Русские шли спешно, но аккуратно, стараясь не привлекать к себе внимания. Максим с важным видом курил трубку, глядя вдаль, Георгий и Юленька шли рядом. Девушка то и дело нежно поглядывала на мужчину из-под полуопущенных ресниц. Родин ловил эти взгляды, и сердце его то и дело пропускало удар. Врач вынужден был признать, что, кажется, не на шутку увлекся юной Савостьяновой.

Как же Георгию хотелось сейчас остановиться, обнять девушку, утешить ее, приласкать, прогнать из ее взора тоску… Это были опасные мысли, ведь он все еще был женихом ее сестры, но стоило признать, что яркая, смелая, бойкая, умная не по годам Юленька подходила его горячей натуре намного больше строгой и скромной Полиньки. Нет, Родин любил свою невесту, искренне, всем сердцем… Проблема была лишь в том, что сердце это оказалось слишком большим и жарким, так что занять его целиком одной даме было не под силу. Против собственной воли Георгий раз за разом находил очарование одновременно в нескольких красавицах и никак не мог отдать первенство одной. Все женщины были такими разными! Кто-то пленял скромностью, кто-то пылкостью, одни эксцентричностью, а иные аристократичностью, манили его и простые, открытые, и загадочные, лукавые… Одним словом, он любил женщин такими, какими их создал Бог.
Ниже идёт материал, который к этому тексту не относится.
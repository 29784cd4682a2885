//! Router assembly.

pub mod common;
pub mod programmer;

pub use common::common_routes;
pub use programmer::programmer_routes;

use crate::middleware::{panic_response, problem_boundary, route_not_found};
use crate::problem::ProblemSettings;
use crate::state::AppState;
use axum::Router;
use tower::ServiceBuilder;
use tower_http::{catch_panic::CatchPanicLayer, limit::RequestBodyLimitLayer, trace::TraceLayer};

/// Largest accepted request body.
pub const BODY_LIMIT_BYTES: usize = 1024 * 1024;

/// Full application: common routes, `/api` resources, and the problem boundary.
pub fn app(state: AppState) -> Router {
    let settings = state.problems.clone();
    let router = Router::new()
        .merge(common_routes(state.clone()))
        .nest("/api", programmer_routes(state));
    with_problem_boundary(router, settings)
}

/// Wrap `router` so every error it produces, including unmatched routes and
/// panics, is served as `application/problem+json`.
pub fn with_problem_boundary(router: Router, settings: ProblemSettings) -> Router {
    router.fallback(route_not_found).layer(
        ServiceBuilder::new()
            .layer(TraceLayer::new_for_http())
            .layer(axum::middleware::from_fn_with_state(settings, problem_boundary))
            .layer(CatchPanicLayer::custom(panic_response))
            .layer(RequestBodyLimitLayer::new(BODY_LIMIT_BYTES)),
    )
}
Ничего от них не требовал, не желал изменить их натуру, лишь дарил свое восхищение и преклонение.

Великий Джакомо Казанова, известный тем, что испытывал самые искренние чувства ко всем соблазненным женщинам, как-то сказал, что любовь – «это род безумия, над которым разум не имеет власти». Также он утверждал, что любовь – «это болезнь, которой человек подвержен во всяком возрасте и которая неизлечима».
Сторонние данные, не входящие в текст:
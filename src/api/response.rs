use serde::Serialize;
use std::collections::HashMap;
use tracing::error;

use crate::api::error::ApiError;

/// Gateway-style response: status code, header mapping and a string body.
///
/// Only [`success`] and [`failure`] build one, so the status is always one of
/// 200, 400, 401, 404 or 500.
#[derive(Debug, Clone, PartialEq, Eq, Serialize)]
#[serde(rename_all = "camelCase")]
pub struct NormalizedResponse {
    status_code: u16,
    headers: HashMap<String, String>,
    body: String,
}

impl NormalizedResponse {
    pub fn status_code(&self) -> u16 {
        self.status_code
    }

    pub fn headers(&self) -> &HashMap<String, String> {
        &self.headers
    }

    pub fn body(&self) -> &str {
        &self.body
    }
}

/// Permissive CORS headers attached to every response. There is no origin
/// allow-list.
pub fn cors_headers() -> HashMap<String, String> {
    [
        ("Access-Control-Allow-Headers", "*"),
        ("Access-Control-Allow-Methods", "GET,POST,PUT,DELETE"),
        ("Access-Control-Allow-Credentials", "true"),
        ("Access-Control-Allow-Origin", "*"),
    ]
    .into_iter()
    .map(|(k, v)| (k.to_string(), v.to_string()))
    .collect()
}

/// 200 with the JSON-encoded payload as body
pub fn success<T: Serialize + ?Sized>(payload: &T) -> NormalizedResponse {
    match serde_json::to_string(payload) {
        Ok(body) => NormalizedResponse {
            status_code: 200,
            headers: cors_headers(),
            body,
        },
        Err(e) => {
            error!("Failed to serialize response payload: {}", e);
            failure(&ApiError::from(e))
        }
    }
}

/// Classified error response. The body is the raw error text.
pub fn failure(err: &ApiError) -> NormalizedResponse {
    NormalizedResponse {
        status_code: err.status_code(),
        headers: cors_headers(),
        body: err.to_string(),
    }
}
И Родин, идущий по булыжной мостовой Варшавы и глядящий на хрупкую юную Юленьку, был с ним полностью согласен! И даже готов был дополнить, с чисто медицинской точки зрения, что это чувство – вирус, причем чрезвычайно заразный! Ведь как часто наша влюбленность – всего лишь ответ на внимание другого человека. А Юленька, очевидно, была весьма неравнодушна к Георгию и не особо это скрывала. Более того, умная и начитанная барышня, несмотря на свой возраст, в совершенстве владела искусством обольщения. В женских чарах она была куда искуснее сестры. О, как томно она поглядывала украдкой на объект обожания, каким невинным румянцем заливались ее щеки, как нежно украдкой касалась руки возлюбленного, как многообещающе вздыхала порой… Ни одному мужчине не под силу противиться этой невинной и вместе с тем такой сладострастной игре!

Родин тяжело вздохнул. Неужели он так никогда и не остепенится? Неужели не найдет успокоения подле жены? Неужели ему не суждено стать отцом семейства? О, как сложен, как невозможен выбор!
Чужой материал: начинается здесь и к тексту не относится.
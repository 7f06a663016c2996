pub mod api;
pub mod auth;
pub mod config;
pub mod ingest;
pub mod media_account;
pub mod notify;
pub mod secrets;
pub mod telemetry;

// Re-export commonly used types
pub use api::{
    ApiError, ApiResult, BusinessService, Envelope, ErrorKind, FromArguments, InvocationContext,
    NormalizedResponse, Pipeline,
};

pub use auth::{Authorizer, CredentialVerifier, Identity, JwtDidVerifier, VerifierError};

pub use config::{BigQueryConfig, ConfigError, HandlerConfig};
– Que se passe ici?[182] – послышался грассирующий вскрик впереди.

И прежде, чем Родин успел понять, что произошло, в Максима на полном ходу врезалась какая-то юркая коренастая фигура. От неожиданности молодой человек выронил трубку и, чертыхаясь, попытался удержать равновесие. Фигура, тоже пробубнив проклятья, ринулась дальше, но Родин ловко ухватил ее за воротник сюртука, удерживая на месте. Савостьянов, как только пришел в себя, еще не успев поднять трубку и как следует разглядеть обидчика, громогласно проревел:

– Я вас поучу вежливости, месье!

Родин в этот момент, оттесняя добычу от разъяренного моряка, взглянул ей в лицо. Перед ним предстал бледный от испуга саратовский журналист Рабинов!

Да-да, тот самый щелкопер, который с месяц назад подслушивал под окнами Родина и которому Торопков чуть не намял бока. Ох и умел же этот прохвост ввязываться в неприятные истории! Будто на роду ему было написано совать нос куда не следует и получать за это тумаки.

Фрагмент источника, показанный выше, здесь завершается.